Tesco to cede control in China venture
Updated 12 August 2013
Follow

Tesco to cede control in China venture

Tesco to cede control in China venture

HONG KONG: After nine years in China, British supermarket firm Tesco is to fold its unprofitable operation into a state-run company as a minority partner, becoming the latest foreign retailer to give up on trying to crack China on its own.
Lured by the prospect of a rapidly growing middle class in the world’s second-biggest economy, many foreign firms have waded into China’s retail market only to find they lack local expertise, particularly in building supplier relationships.
The world’s No.3 retailer said it was in talks to team up with China Resources Enterprise Ltd. (CRE), a move that follows decisions to abandon the US and Japan and focus on investing in its British home market.
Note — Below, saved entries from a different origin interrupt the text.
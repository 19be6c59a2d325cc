//! Error types for YAML parsing.

use thiserror::Error;

/// Result type for parsing operations.
pub type Result<T> = std::result::Result<T, ParseError>;

/// Error type for YAML parsing.
///
/// Every parse-time variant carries the 1-based line and column where
/// the failure was detected. The first fatal error aborts the parse;
/// there is no recovery.
#[derive(Error, Debug)]
pub enum ParseError {
    /// Unexpected character, illegal directive, bad header, and other
    /// grammar violations.
    #[error("{message} at line {line}, column {column}")]
    Syntax {
        message: String,
        line: usize,
        column: usize,
    },

    /// Content at an unexpected column, bad block-scalar indentation.
    #[error("{message} at line {line}, column {column}")]
    Indentation {
        message: String,
        line: usize,
        column: usize,
    },

    /// Unknown alias, undeclared tag handle, duplicate anchor or key.
    #[error("{message} at line {line}, column {column}")]
    Reference {
        message: String,
        line: usize,
        column: usize,
    },

    /// Illegal hex, unicode, or percent escape.
    #[error("{message} at line {line}, column {column}")]
    Encoding {
        message: String,
        line: usize,
        column: usize,
    },

    /// `%YAML` version not 1.x.
    #[error("{message} at line {line}, column {column}")]
    Version {
        message: String,
        line: usize,
        column: usize,
    },

    /// Multi-document framing violations.
    #[error("{message} at line {line}, column {column}")]
    Structure {
        message: String,
        line: usize,
        column: usize,
    },

    /// A `get_tag` query against a pointer with no node.
    #[error("Node does not exist: {0}")]
    NoSuchNode(String),

    /// The filesystem entry point failed to read its input.
    #[error("{0}")]
    Io(#[from] std::io::Error),
}

impl ParseError {
    /// The 1-based line the error was reported at, if positional.
    pub fn line(&self) -> Option<usize> {
        match self {
            ParseError::Syntax { line, .. }
            | ParseError::Indentation { line, .. }
            | ParseError::Reference { line, .. }
            | ParseError::Encoding { line, .. }
            | ParseError::Version { line, .. }
            | ParseError::Structure { line, .. } => Some(*line),
            _ => None,
        }
    }

    /// The 1-based column the error was reported at, if positional.
    pub fn column(&self) -> Option<usize> {
        match self {
            ParseError::Syntax { column, .. }
            | ParseError::Indentation { column, .. }
            | ParseError::Reference { column, .. }
            | ParseError::Encoding { column, .. }
            | ParseError::Version { column, .. }
            | ParseError::Structure { column, .. } => Some(*column),
            _ => None,
        }
    }
}
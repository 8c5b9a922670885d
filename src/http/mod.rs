//! HTTP adapter module
//!
//! Provides a thin adapter over reqwest with a unified failure type.
//!
//! # Features
//!
//! - **Unified Errors**: Transport failures, non-success statuses and timeouts all surface as `RequestError`
//! - **Cancellation**: Every request takes a `CancellationToken`, checked before sending and raced while in flight
//! - **Timeout Detection**: Transport timeouts are reported separately from caller cancellation
//! - **Shared Authorization**: One `Authorization` header applied to every subsequent request

mod adapter;
mod body;

pub use adapter::HttpAdapter;
pub use body::ResponseBody;
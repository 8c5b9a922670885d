//! Response bodies returned by successful GET and POST requests

use super::adapter::map_transport_error;
use crate::error::{Error, Result};
use bytes::Bytes;
use futures::stream::{self, BoxStream, StreamExt};
use reqwest::header::HeaderMap;
use reqwest::{Method, Response, StatusCode};
use std::future::Future;
use std::pin::Pin;
use tokio::io::AsyncRead;
use tokio_util::io::StreamReader;
use tokio_util::sync::CancellationToken;

/// Body of a successful response
///
/// Reading keeps honouring the caller's cancellation token, and read
/// failures are mapped the same way as failures of the request itself.
#[derive(Debug)]
pub struct ResponseBody {
    method: Method,
    url: String,
    response: Response,
    token: CancellationToken,
}

impl ResponseBody {
    pub(crate) fn new(
        method: Method,
        url: impl Into<String>,
        response: Response,
        token: CancellationToken,
    ) -> Self {
        Self {
            method,
            url: url.into(),
            response,
            token,
        }
    }

    /// Status code of the response
    pub fn status(&self) -> StatusCode {
        self.response.status()
    }

    /// Response headers
    pub fn headers(&self) -> &HeaderMap {
        self.response.headers()
    }

    /// URL the request was issued to
    pub fn url(&self) -> &str {
        &self.url
    }

    /// Read the whole body
    pub async fn bytes(self) -> Result<Bytes> {
        self.collect(Response::bytes).await
    }

    /// Read the whole body as text
    pub async fn text(self) -> Result<String> {
        self.collect(Response::text).await
    }

    /// Body as a stream of chunks
    ///
    /// The stream ends after the first error.
    pub fn into_stream(self) -> BoxStream<'static, Result<Bytes>> {
        let Self {
            method,
            url,
            response,
            token,
        } = self;

        let state = ChunkState {
            chunks: Box::pin(response.bytes_stream()),
            method,
            url,
            token,
            finished: false,
        };

        stream::unfold(state, |mut state| async move {
            if state.finished {
                return None;
            }

            let item = tokio::select! {
                biased;
                () = state.token.cancelled() => Some(Err(Error::cancelled(state.url.as_str()))),
                chunk = state.chunks.next() => chunk.map(|chunk| {
                    chunk.map_err(|e| {
                        map_transport_error(&state.method, &state.url, e, &state.token)
                    })
                }),
            };

            let item = item?;
            state.finished = item.is_err();
            Some((item, state))
        })
        .boxed()
    }

    /// Body as an [`AsyncRead`]
    ///
    /// Failures surface as [`std::io::Error`]s wrapping the crate error.
    pub fn into_reader(self) -> impl AsyncRead + Send + Unpin {
        StreamReader::new(
            self.into_stream()
                .map(|chunk| chunk.map_err(std::io::Error::other)),
        )
    }

    async fn collect<T, F, Fut>(self, read: F) -> Result<T>
    where
        F: FnOnce(Response) -> Fut,
        Fut: Future<Output = reqwest::Result<T>>,
    {
        let Self {
            method,
            url,
            response,
            token,
        } = self;

        tokio::select! {
            biased;
            () = token.cancelled() => Err(Error::cancelled(url.as_str())),
            result = read(response) => {
                result.map_err(|e| map_transport_error(&method, &url, e, &token))
            }
        }
    }
}

/// Progress of a body stream
struct ChunkState<S> {
    chunks: Pin<Box<S>>,
    method: Method,
    url: String,
    token: CancellationToken,
    finished: bool,
}
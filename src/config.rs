//! Adapter configuration
//!
//! Settings used when the adapter builds its own transport. Configs can be
//! assembled in code through [`AdapterConfig::builder`] or loaded from YAML.

use crate::error::{Error, Result};
use serde::{Deserialize, Serialize};
use std::collections::HashMap;
use std::fs;
use std::path::Path;
use std::time::Duration;

/// Configuration for the HTTP adapter's transport
#[derive(Debug, Clone, PartialEq, Eq, Serialize, Deserialize)]
pub struct AdapterConfig {
    /// Request timeout in milliseconds
    #[serde(default = "default_timeout")]
    pub timeout_ms: u64,

    /// Connection timeout in milliseconds
    #[serde(default = "default_connect_timeout")]
    pub connect_timeout_ms: u64,

    /// User agent string
    #[serde(default = "default_user_agent")]
    pub user_agent: String,

    /// Default headers for all requests
    #[serde(default)]
    pub default_headers: HashMap<String, String>,
}

impl Default for AdapterConfig {
    fn default() -> Self {
        Self {
            timeout_ms: default_timeout(),
            connect_timeout_ms: default_connect_timeout(),
            user_agent: default_user_agent(),
            default_headers: HashMap::new(),
        }
    }
}

fn default_timeout() -> u64 {
    100_000
}

fn default_connect_timeout() -> u64 {
    10_000
}

fn default_user_agent() -> String {
    format!("http-adapter/{}", env!("CARGO_PKG_VERSION"))
}

impl AdapterConfig {
    /// Create a new config builder
    pub fn builder() -> AdapterConfigBuilder {
        AdapterConfigBuilder::default()
    }

    /// Load a config from a YAML string
    pub fn from_yaml_str(yaml: &str) -> Result<Self> {
        serde_yaml::from_str(yaml)
            .map_err(|e| Error::config(format!("Failed to parse adapter config YAML: {e}")))
    }

    /// Load a config from a YAML file
    pub fn from_file(path: impl AsRef<Path>) -> Result<Self> {
        let path = path.as_ref();
        let content = fs::read_to_string(path).map_err(|e| {
            Error::config(format!(
                "Failed to read adapter config '{}': {}",
                path.display(),
                e
            ))
        })?;
        Self::from_yaml_str(&content)
    }

    /// Request timeout
    pub fn timeout(&self) -> Duration {
        Duration::from_millis(self.timeout_ms)
    }

    /// Connection timeout
    pub fn connect_timeout(&self) -> Duration {
        Duration::from_millis(self.connect_timeout_ms)
    }

    /// Reject settings the transport cannot honour
    pub fn validate(&self) -> Result<()> {
        if self.timeout_ms == 0 {
            return Err(Error::config("timeout_ms must be greater than zero"));
        }
        if self.connect_timeout_ms == 0 {
            return Err(Error::config("connect_timeout_ms must be greater than zero"));
        }
        Ok(())
    }
}

fn duration_ms(duration: Duration) -> u64 {
    u64::try_from(duration.as_millis()).unwrap_or(u64::MAX)
}

/// Builder for adapter config
#[derive(Debug, Default)]
pub struct AdapterConfigBuilder {
    config: AdapterConfig,
}

impl AdapterConfigBuilder {
    /// Set the request timeout
    #[must_use]
    pub fn timeout(mut self, timeout: Duration) -> Self {
        self.config.timeout_ms = duration_ms(timeout);
        self
    }

    /// Set the connection timeout
    #[must_use]
    pub fn connect_timeout(mut self, timeout: Duration) -> Self {
        self.config.connect_timeout_ms = duration_ms(timeout);
        self
    }

    /// Add a default header
    #[must_use]
    pub fn header(mut self, key: impl Into<String>, value: impl Into<String>) -> Self {
        self.config.default_headers.insert(key.into(), value.into());
        self
    }

    /// Set user agent
    #[must_use]
    pub fn user_agent(mut self, agent: impl Into<String>) -> Self {
        self.config.user_agent = agent.into();
        self
    }

    /// Build the config
    pub fn build(self) -> AdapterConfig {
        self.config
    }
}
The move would cede control, with Tesco having just a 20 percent stake, but bring their combined market share close to market leader Sun Art Retail Group Ltd.
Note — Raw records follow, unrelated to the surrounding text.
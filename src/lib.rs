//! # http-adapter
//!
//! A thin adapter over the reqwest HTTP client. It issues GET/POST/DELETE
//! requests, maps every failure onto one error type, supports cooperative
//! cancellation and timeouts, and keeps a shared `Authorization` header
//! applied to every request.
//!
//! Retries, rate limiting and connection pooling are left to the caller and
//! to reqwest.
//!
//! ## Quick Start
//!
//! ```rust,ignore
//! use http_adapter::{HttpAdapter, AdapterConfig, Result};
//! use tokio_util::sync::CancellationToken;
//!
//! #[tokio::main]
//! async fn main() -> Result<()> {
//!     let adapter = HttpAdapter::new(AdapterConfig::default())?;
//!     adapter.set_authorization_header("Bearer", "token")?;
//!
//!     let token = CancellationToken::new();
//!     let body = adapter.get("https://api.example.com/items", &token).await?;
//!     println!("{}", body.text().await?);
//!
//!     adapter.dispose();
//!     Ok(())
//! }
//! ```
//!
//! ## Failure Mapping
//!
//! ```text
//! ┌──────────────────────────────┬─────────────────────────────────────────┐
//! │ Failure                      │ Error                                   │
//! ├──────────────────────────────┼─────────────────────────────────────────┤
//! │ Non-2xx status               │ Request { status_code: Some(code) }     │
//! │ DNS / refused / reset        │ Request { message: transport text }     │
//! │ Transport timeout            │ Request { timed_out: true }             │
//! │ Caller cancelled the token   │ Cancelled { url }                       │
//! └──────────────────────────────┴─────────────────────────────────────────┘
//! ```

#![warn(missing_docs)]
#![warn(clippy::all)]
#![warn(clippy::pedantic)]
#![allow(clippy::module_name_repetitions)]
#![allow(clippy::missing_errors_doc)]
#![allow(clippy::doc_markdown)]

// ============================================================================
// Module declarations
// ============================================================================

/// Error types for the adapter
#[allow(missing_docs)]
pub mod error;

/// Adapter configuration
pub mod config;

/// HTTP adapter and response bodies
pub mod http;

// ============================================================================
// Re-exports
// ============================================================================

pub use config::{AdapterConfig, AdapterConfigBuilder};
pub use error::{Error, RequestError, Result};
pub use http::{HttpAdapter, ResponseBody};

/// Crate version
pub const VERSION: &str = env!("CARGO_PKG_VERSION");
Tesco would combine its 131 outlets with CRE’s Vanguard unit, which operates 2,986 mainly hypermarkets or supermarkets across China and Hong Kong. The combined business will have some 10 billion pounds ($15.6 billion) in sales, dwarfing the 1.43 billion pounds Tesco generated on its own in China last year.
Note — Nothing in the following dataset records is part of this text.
//! Integration tests using mock HTTP server
//!
//! Exercises the adapter end to end through the public API: configuration,
//! requests, failure mapping, shared authorization and disposal.

use http_adapter::{AdapterConfig, Error, HttpAdapter};
use pretty_assertions::assert_eq;
use std::io::Write;
use std::sync::Arc;
use std::time::Duration;
use tokio_util::sync::CancellationToken;
use wiremock::matchers::{body_string, header, method, path};
use wiremock::{Mock, MockServer, ResponseTemplate};

fn init_tracing() {
    let _ = tracing_subscriber::fmt()
        .with_env_filter(tracing_subscriber::EnvFilter::from_default_env())
        .with_test_writer()
        .try_init();
}

// ============================================================================
// Request Scenarios
// ============================================================================

#[tokio::test]
async fn test_get_missing_resource() {
    init_tracing();
    let mock_server = MockServer::start().await;

    Mock::given(method("GET"))
        .and(path("/404"))
        .respond_with(ResponseTemplate::new(404))
        .mount(&mock_server)
        .await;

    let adapter = HttpAdapter::new(AdapterConfig::default()).unwrap();
    let err = adapter
        .get(&format!("{}/404", mock_server.uri()), &CancellationToken::new())
        .await
        .unwrap_err();

    match err {
        Error::Request(e) => {
            assert_eq!(e.status_code, Some(404));
            assert_eq!(e.message, "Not Found");
            assert!(!e.timed_out);
        }
        other => panic!("expected request error, got {other:?}"),
    }
}

#[tokio::test]
async fn test_post_form_round_trip() {
    init_tracing();
    let mock_server = MockServer::start().await;

    Mock::given(method("POST"))
        .and(path("/submit"))
        .and(header(
            "content-type",
            "application/x-www-form-urlencoded; charset=utf-8",
        ))
        .and(body_string("x=1"))
        .respond_with(ResponseTemplate::new(200).set_body_string("{\"ok\":true}"))
        .expect(1)
        .mount(&mock_server)
        .await;

    let adapter = HttpAdapter::new(AdapterConfig::default()).unwrap();
    let body = adapter
        .post(
            &format!("{}/submit", mock_server.uri()),
            "application/x-www-form-urlencoded",
            "x=1",
            &CancellationToken::new(),
        )
        .await
        .unwrap();

    assert_eq!(body.text().await.unwrap(), "{\"ok\":true}");
}

#[tokio::test]
async fn test_delete_no_content() {
    init_tracing();
    let mock_server = MockServer::start().await;

    Mock::given(method("DELETE"))
        .and(path("/items/7"))
        .respond_with(ResponseTemplate::new(204))
        .expect(1)
        .mount(&mock_server)
        .await;

    let adapter = HttpAdapter::new(AdapterConfig::default()).unwrap();
    adapter
        .delete(
            &format!("{}/items/7", mock_server.uri()),
            &CancellationToken::new(),
        )
        .await
        .unwrap();
}

// ============================================================================
// Timeout vs Cancellation
// ============================================================================

#[tokio::test]
async fn test_timeout_from_config() {
    init_tracing();
    let mock_server = MockServer::start().await;

    Mock::given(method("GET"))
        .respond_with(ResponseTemplate::new(200).set_delay(Duration::from_secs(3)))
        .mount(&mock_server)
        .await;

    let config = AdapterConfig::builder()
        .timeout(Duration::from_secs(1))
        .build();
    let adapter = HttpAdapter::new(config).unwrap();
    let url = mock_server.uri();

    let err = adapter
        .get(&url, &CancellationToken::new())
        .await
        .unwrap_err();

    assert!(err.timed_out());
    assert!(!err.is_cancelled());
    assert_eq!(err.to_string(), format!("Connection to {url} timed out"));
}

#[tokio::test]
async fn test_caller_cancellation_is_not_timeout() {
    init_tracing();
    let mock_server = MockServer::start().await;

    Mock::given(method("POST"))
        .respond_with(ResponseTemplate::new(200).set_delay(Duration::from_secs(5)))
        .mount(&mock_server)
        .await;

    let adapter = HttpAdapter::new(AdapterConfig::default()).unwrap();
    let token = CancellationToken::new();
    let canceller = token.clone();
    tokio::spawn(async move {
        tokio::time::sleep(Duration::from_millis(50)).await;
        canceller.cancel();
    });

    let err = adapter
        .post(&mock_server.uri(), "text/plain", "slow", &token)
        .await
        .unwrap_err();

    assert!(err.is_cancelled());
    assert!(!err.timed_out());
}

// ============================================================================
// Shared State
// ============================================================================

#[tokio::test]
async fn test_shared_adapter_across_tasks() {
    init_tracing();
    let mock_server = MockServer::start().await;

    Mock::given(method("GET"))
        .and(header("authorization", "Bearer shared"))
        .respond_with(ResponseTemplate::new(200).set_body_string("ok"))
        .expect(8)
        .mount(&mock_server)
        .await;

    let adapter = Arc::new(HttpAdapter::new(AdapterConfig::default()).unwrap());
    adapter.set_authorization_header("Bearer", "shared").unwrap();

    let mut handles = Vec::new();
    for _ in 0..8 {
        let adapter = Arc::clone(&adapter);
        let url = mock_server.uri();
        handles.push(tokio::spawn(async move {
            let body = adapter.get(&url, &CancellationToken::new()).await?;
            body.text().await
        }));
    }

    for handle in handles {
        assert_eq!(handle.await.unwrap().unwrap(), "ok");
    }
}

#[tokio::test]
async fn test_dispose_then_request() {
    init_tracing();
    let adapter = HttpAdapter::new(AdapterConfig::default()).unwrap();

    adapter.dispose();
    adapter.dispose();

    let err = adapter
        .delete("http://127.0.0.1:9/items", &CancellationToken::new())
        .await
        .unwrap_err();
    assert!(matches!(err, Error::Disposed));
}

// ============================================================================
// Configuration
// ============================================================================

#[tokio::test]
async fn test_adapter_from_yaml_file() {
    init_tracing();
    let mock_server = MockServer::start().await;

    Mock::given(method("GET"))
        .and(header("accept", "text/csv"))
        .and(header("user-agent", "yaml-agent/0.1"))
        .respond_with(ResponseTemplate::new(200))
        .expect(1)
        .mount(&mock_server)
        .await;

    let mut file = tempfile::NamedTempFile::new().unwrap();
    writeln!(
        file,
        "timeout_ms: 5000\nuser_agent: yaml-agent/0.1\ndefault_headers:\n  Accept: text/csv"
    )
    .unwrap();

    let config = AdapterConfig::from_file(file.path()).unwrap();
    let adapter = HttpAdapter::new(config).unwrap();

    adapter
        .get(&mock_server.uri(), &CancellationToken::new())
        .await
        .unwrap();
}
Retail analysts said the decision was effectively a surrender by Tesco, showing the difficulty foreign companies have in negotiating with suppliers and regulators in a fast-growing but tricky market.
“This may look win-win, but in reality, Tesco is saying ‘I can’t figure out China’,” said one Hong Kong-based M&A banker.
“Tesco has been struggling in China and has been losing money. Similar to Carrefour, they had issues in their home market which they had to resolve,” he said.
Tesco is expected to pay CRE a few hundred million pounds in the deal, which would make the combined business the leading retailer in seven of the eight highest spending areas in China.
China has proven to be conundrum for many foreign retailers.
The world’s biggest and second biggest retailers, Wal-Mart Stores Inc. and French retailer Carrefour SA are for now slugging it out alone, although there have been suggestions that Carrefour too could be seeking a local partner.
Wal-Mart, with 380 stores, plans to open another 100 in the next three years. Carrefour, with 70, is targeting 20 new openings a year.
Germany’s Metro AG said in January it was pulling out of the consumer electronics business in China while Home Depot Inc. said last year it would close all seven of its big-box home improvement stores.
“Tesco... finally finds a big giant to salvage them,” said Kenny Wu, an analyst at Societe Generale Ji-Asia in Hong Kong, adding that the deal also works for CRE which is keen to expand its market share and has the cash to do so.
The move follows steps by Tesco to retreat from international expansion and focus on its British home market.
In April Tesco posted its first profit fall in two decades, wrote down the value of its global operations by $3.5 billion and confirmed plans to exit its loss-making business in the US after five years trying to crack the market.
In 2012 the firm ended a nine-year attempt to compete in Japan’s tough retail market, effectively paying Aeon Corp., the country’s No.2 general retailer, to take its loss-making business there off its hands.
At home, where Tesco makes about two thirds of its revenues, it is pumping 1 billion pounds into store revamps and new food ranges to revitalize a business that lost ground to rivals and suffered from weak demand for general merchandise, as cash-strapped Britons cut back on discretionary spend.
In China, where Tesco makes around 2 percent of sales, the hypermarket industry is likely to grow to 863.8 billion yuan ($141 billion) by 2015, from an estimated 659.6 billion yuan in 2013, according to Euromonitor.
“Its partner brings formidable scale and local access, so it is hard to fault the logic of the move, even if it reads badly for the initial gung-ho expansion into China under previous management,” independent retail analyst Nick Bubb said.
Sun Art, a joint venture between Taiwan conglomerate Ruentex Group and privately held French retailer Groupe Auchan SA , currently has a 13.6 percent market share in China. CRE and Wal-Mart each have about 10.9 percent, while Carrefour has 6.9 percent and Tesco 2.4 percent.
If Carrefour is on the lookout for a partner in China, the Tesco tie-up may now make that more difficult to achieve.
“It does seem to close down the options for Carrefour,” Exane BNP analyst Andrew Gwynn said.
“That’s not to say there aren’t other potential partners but clearly Carrefour has also been looking for someone to help share.”
The deal also comes as Asia’s richest man Li Ka-shing is considering selling his Hong Kong supermarket business, worth up to $4 billion.
Wal-Mart is considering a bid, people familiar with matter have said, but the Tesco deal has apparently ruled out interest from CRE, according to some bankers.